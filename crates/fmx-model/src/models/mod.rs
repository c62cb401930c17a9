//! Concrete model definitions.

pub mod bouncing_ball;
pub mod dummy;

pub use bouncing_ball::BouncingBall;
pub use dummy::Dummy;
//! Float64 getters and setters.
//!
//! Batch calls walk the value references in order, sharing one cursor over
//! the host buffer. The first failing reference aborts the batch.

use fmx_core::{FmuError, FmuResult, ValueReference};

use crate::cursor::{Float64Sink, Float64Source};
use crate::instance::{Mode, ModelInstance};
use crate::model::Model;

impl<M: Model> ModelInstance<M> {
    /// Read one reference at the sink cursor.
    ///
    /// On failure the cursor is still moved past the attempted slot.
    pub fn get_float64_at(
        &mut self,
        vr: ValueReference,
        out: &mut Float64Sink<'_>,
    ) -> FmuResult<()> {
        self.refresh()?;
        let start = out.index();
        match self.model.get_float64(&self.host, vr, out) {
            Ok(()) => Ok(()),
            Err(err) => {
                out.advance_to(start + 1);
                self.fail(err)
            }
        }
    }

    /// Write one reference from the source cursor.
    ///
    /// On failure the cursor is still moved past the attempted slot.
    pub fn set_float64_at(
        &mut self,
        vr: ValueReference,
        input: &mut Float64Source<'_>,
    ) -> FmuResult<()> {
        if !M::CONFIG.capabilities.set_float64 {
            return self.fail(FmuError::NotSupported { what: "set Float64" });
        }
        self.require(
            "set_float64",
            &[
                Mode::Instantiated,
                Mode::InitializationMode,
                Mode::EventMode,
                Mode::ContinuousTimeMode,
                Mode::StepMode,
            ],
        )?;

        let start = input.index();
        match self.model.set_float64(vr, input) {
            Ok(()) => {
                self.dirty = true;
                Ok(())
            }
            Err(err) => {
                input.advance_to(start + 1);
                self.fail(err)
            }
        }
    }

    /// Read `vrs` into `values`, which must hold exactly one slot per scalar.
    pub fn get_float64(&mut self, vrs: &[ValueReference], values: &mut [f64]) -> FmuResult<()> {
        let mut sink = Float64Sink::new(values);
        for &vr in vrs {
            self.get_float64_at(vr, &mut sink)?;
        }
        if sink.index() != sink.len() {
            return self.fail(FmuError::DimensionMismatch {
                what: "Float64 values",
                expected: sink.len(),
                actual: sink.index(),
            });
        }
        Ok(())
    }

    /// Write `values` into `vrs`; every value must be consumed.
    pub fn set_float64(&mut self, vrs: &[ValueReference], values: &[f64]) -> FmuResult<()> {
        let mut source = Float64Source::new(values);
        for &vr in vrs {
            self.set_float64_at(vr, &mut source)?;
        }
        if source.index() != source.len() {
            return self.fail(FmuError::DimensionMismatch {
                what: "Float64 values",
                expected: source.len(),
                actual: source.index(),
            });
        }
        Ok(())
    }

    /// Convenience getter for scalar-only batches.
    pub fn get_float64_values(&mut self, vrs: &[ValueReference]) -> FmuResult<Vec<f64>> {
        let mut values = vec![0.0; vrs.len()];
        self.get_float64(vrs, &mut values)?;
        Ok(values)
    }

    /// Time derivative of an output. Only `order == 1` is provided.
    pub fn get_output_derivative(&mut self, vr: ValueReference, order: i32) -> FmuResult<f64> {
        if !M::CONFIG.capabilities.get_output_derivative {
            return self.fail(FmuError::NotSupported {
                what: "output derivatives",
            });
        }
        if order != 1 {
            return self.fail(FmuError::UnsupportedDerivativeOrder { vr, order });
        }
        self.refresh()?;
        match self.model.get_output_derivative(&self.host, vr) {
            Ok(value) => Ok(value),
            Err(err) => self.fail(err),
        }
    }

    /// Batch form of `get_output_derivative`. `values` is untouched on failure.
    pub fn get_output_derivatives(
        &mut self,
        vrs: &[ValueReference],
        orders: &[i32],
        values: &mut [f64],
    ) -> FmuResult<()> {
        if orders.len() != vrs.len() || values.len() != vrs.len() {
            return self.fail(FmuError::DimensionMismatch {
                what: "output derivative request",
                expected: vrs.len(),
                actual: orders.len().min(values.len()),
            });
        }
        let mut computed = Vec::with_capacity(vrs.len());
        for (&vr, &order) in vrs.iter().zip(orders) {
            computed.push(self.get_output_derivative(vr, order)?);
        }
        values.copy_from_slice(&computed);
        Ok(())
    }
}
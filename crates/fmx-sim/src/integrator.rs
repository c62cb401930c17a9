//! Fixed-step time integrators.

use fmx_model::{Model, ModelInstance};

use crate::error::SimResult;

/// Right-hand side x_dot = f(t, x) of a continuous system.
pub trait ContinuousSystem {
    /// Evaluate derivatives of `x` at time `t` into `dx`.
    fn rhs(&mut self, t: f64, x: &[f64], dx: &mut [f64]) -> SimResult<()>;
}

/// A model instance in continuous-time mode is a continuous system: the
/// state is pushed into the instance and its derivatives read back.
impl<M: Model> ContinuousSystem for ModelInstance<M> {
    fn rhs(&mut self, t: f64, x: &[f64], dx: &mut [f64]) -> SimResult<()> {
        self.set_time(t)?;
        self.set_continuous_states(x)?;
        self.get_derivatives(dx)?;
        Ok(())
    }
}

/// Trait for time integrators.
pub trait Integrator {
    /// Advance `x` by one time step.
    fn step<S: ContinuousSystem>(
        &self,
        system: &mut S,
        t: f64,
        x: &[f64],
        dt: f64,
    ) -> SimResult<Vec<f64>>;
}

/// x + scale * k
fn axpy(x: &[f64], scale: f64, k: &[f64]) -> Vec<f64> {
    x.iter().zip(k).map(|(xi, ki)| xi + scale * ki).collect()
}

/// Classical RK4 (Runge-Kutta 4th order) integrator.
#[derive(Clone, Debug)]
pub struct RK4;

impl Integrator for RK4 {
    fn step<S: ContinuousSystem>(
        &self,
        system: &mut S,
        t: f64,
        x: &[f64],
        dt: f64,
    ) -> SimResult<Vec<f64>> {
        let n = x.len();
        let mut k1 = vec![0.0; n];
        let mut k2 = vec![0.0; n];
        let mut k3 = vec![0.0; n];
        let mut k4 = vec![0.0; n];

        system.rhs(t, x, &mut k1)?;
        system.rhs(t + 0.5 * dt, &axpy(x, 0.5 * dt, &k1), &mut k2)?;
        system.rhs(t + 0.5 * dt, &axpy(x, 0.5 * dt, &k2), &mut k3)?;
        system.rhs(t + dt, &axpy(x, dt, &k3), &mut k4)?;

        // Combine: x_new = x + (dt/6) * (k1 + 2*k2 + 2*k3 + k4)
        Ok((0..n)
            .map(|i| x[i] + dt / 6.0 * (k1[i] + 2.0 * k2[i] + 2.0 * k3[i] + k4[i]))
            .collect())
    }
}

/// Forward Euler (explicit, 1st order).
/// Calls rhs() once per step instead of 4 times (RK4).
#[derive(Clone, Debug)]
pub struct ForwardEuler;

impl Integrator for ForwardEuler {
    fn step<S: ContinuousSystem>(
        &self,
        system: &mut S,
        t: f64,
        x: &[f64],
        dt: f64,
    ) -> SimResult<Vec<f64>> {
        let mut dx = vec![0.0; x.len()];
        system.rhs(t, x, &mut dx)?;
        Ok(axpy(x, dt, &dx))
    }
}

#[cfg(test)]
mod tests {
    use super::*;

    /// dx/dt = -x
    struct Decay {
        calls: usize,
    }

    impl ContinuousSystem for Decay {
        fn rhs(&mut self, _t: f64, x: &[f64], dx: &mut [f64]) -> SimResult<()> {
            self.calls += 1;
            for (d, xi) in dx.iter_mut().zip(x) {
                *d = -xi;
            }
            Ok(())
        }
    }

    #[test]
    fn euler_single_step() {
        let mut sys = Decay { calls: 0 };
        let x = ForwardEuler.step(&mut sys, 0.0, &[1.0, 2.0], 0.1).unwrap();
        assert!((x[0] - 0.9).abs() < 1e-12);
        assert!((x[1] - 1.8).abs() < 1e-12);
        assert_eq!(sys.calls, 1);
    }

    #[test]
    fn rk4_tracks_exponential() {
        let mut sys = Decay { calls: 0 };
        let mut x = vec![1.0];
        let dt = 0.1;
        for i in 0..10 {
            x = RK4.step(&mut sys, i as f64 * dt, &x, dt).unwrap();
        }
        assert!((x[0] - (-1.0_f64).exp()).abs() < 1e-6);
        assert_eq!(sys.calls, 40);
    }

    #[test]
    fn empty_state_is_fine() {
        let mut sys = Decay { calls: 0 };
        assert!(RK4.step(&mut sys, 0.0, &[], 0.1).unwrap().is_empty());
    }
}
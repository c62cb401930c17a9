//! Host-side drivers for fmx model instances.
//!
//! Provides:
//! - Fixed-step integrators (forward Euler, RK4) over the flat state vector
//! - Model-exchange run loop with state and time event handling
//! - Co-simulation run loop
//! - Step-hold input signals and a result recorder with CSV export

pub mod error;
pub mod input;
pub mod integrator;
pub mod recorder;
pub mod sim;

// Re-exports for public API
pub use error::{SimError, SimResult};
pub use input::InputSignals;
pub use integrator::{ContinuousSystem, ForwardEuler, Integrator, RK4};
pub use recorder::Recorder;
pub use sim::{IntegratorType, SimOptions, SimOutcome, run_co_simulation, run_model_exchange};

════════════════════

Filter the listing above for the string "FmuError" and copy every matching line.

use fmx_core::{FmuError, FmuResult, ValueReference};
            return self.fail(FmuError::NotSupported { what: "set Float64" });
            return self.fail(FmuError::DimensionMismatch {
            return self.fail(FmuError::DimensionMismatch {
            return self.fail(FmuError::NotSupported {
            return self.fail(FmuError::UnsupportedDerivativeOrder { vr, order });
            return self.fail(FmuError::DimensionMismatch {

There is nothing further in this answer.